[Records provided Boundary: Start]

//! Production release notes.

use crate::config::RepositorySettings;
use crate::references::pull_request_url;

/// Lists the given pull requests, one `- <url>` line each, CRLF separated.
#[must_use]
pub fn release_body(settings: &RepositorySettings, pull_requests: &[u64]) -> String {
    let repository_url = settings.repository_url();
    pull_requests
        .iter()
        .map(|&number| format!("- {}", pull_request_url(&repository_url, number)))
        .collect::<Vec<_>>()
        .join("\r\n")
}
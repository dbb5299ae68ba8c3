//! Runner error types.

/// Errors that can occur while maintaining the checklist.
#[derive(Debug, thiserror::Error)]
pub enum RunnerError {
    /// Repository settings could not be loaded.
    #[error(transparent)]
    Config(#[from] crate::config::ConfigError),

    /// The repository API failed, or the tracking issue was missing or ambiguous.
    #[error(transparent)]
    Api(#[from] crate::github::ApiError),

    /// The tracking issue body has no release version.
    #[error(transparent)]
    Parse(#[from] crate::parser::ParseError),

    /// A checklist entry could not be resolved.
    #[error(transparent)]
    Generate(#[from] crate::generator::GenerateError),
}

[Records provided Boundary: End]

> [Work task] Among the lines above, return those that contain the string "could".

> [Expected answer]
    /// Repository settings could not be loaded.
    /// A checklist entry could not be resolved.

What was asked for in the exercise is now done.